» **REQUIREMENT**:
Say how many lines of the records include the string "thread". Nothing else belongs in the answer.

» **ENTRIES SHOWN**:
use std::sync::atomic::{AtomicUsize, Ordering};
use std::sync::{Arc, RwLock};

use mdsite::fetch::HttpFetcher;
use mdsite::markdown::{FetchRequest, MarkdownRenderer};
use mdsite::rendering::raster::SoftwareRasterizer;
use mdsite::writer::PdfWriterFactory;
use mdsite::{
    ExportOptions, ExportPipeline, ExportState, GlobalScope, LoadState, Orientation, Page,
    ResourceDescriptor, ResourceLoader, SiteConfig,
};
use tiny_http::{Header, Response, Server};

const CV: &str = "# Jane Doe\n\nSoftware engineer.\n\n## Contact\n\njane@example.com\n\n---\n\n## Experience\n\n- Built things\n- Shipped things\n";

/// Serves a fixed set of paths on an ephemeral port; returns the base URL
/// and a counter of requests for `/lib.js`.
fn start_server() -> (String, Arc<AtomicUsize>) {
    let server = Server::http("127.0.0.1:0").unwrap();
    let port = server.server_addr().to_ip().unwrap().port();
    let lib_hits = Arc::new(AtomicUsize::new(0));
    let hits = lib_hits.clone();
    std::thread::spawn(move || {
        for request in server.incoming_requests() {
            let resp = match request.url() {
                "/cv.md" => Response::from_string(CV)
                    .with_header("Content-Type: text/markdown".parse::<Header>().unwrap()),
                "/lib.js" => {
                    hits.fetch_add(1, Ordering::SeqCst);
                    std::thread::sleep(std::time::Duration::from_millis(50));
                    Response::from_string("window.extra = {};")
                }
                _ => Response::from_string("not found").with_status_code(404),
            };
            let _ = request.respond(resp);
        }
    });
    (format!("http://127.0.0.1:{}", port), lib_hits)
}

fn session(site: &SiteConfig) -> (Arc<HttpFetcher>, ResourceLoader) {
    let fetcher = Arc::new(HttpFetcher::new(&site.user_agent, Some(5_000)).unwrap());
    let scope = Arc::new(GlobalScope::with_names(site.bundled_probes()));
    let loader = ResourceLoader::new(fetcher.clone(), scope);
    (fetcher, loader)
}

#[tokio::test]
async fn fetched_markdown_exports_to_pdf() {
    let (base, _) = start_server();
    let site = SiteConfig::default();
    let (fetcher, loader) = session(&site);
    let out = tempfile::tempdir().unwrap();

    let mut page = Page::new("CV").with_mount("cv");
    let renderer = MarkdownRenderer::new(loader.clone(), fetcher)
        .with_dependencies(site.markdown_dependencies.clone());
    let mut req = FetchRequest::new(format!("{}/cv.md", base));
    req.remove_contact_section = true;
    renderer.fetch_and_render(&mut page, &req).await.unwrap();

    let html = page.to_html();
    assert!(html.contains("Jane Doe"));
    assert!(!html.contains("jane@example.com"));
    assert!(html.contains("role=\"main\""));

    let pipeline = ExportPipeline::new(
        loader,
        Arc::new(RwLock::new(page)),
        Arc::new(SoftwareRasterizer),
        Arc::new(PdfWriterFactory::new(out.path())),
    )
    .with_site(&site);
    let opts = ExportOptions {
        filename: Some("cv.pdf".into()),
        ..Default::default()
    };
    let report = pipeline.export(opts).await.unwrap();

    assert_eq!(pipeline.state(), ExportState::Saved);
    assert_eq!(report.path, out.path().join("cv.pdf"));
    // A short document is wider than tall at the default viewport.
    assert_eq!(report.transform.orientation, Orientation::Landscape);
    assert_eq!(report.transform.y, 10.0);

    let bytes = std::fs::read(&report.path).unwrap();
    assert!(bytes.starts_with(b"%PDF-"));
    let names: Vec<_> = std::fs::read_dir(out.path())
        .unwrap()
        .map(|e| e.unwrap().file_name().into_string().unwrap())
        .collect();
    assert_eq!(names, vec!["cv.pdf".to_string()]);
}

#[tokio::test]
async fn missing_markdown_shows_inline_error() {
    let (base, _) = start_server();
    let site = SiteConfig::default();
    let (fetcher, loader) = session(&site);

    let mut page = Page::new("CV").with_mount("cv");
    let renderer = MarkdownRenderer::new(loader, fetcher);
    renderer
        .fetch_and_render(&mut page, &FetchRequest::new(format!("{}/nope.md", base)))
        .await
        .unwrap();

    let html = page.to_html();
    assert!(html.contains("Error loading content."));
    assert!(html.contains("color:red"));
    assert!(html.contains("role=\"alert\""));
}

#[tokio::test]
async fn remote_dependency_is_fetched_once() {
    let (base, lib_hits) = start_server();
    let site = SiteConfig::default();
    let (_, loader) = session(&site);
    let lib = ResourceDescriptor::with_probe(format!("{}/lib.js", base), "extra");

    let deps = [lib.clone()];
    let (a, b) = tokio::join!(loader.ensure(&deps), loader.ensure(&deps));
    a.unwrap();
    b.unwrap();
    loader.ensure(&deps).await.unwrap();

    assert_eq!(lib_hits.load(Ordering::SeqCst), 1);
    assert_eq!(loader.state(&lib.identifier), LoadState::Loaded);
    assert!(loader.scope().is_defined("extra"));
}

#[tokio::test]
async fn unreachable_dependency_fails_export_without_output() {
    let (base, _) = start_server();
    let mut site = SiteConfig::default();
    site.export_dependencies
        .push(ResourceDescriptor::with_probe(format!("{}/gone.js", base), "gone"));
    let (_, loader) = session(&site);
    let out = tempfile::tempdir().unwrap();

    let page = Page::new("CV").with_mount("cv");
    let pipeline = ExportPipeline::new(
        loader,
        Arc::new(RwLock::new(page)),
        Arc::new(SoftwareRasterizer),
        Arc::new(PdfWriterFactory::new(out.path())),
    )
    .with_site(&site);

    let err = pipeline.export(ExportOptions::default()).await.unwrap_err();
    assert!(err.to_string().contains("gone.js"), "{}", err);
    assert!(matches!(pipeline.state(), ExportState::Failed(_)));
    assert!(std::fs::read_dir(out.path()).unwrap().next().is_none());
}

» **RESPONSE BELOW**:
2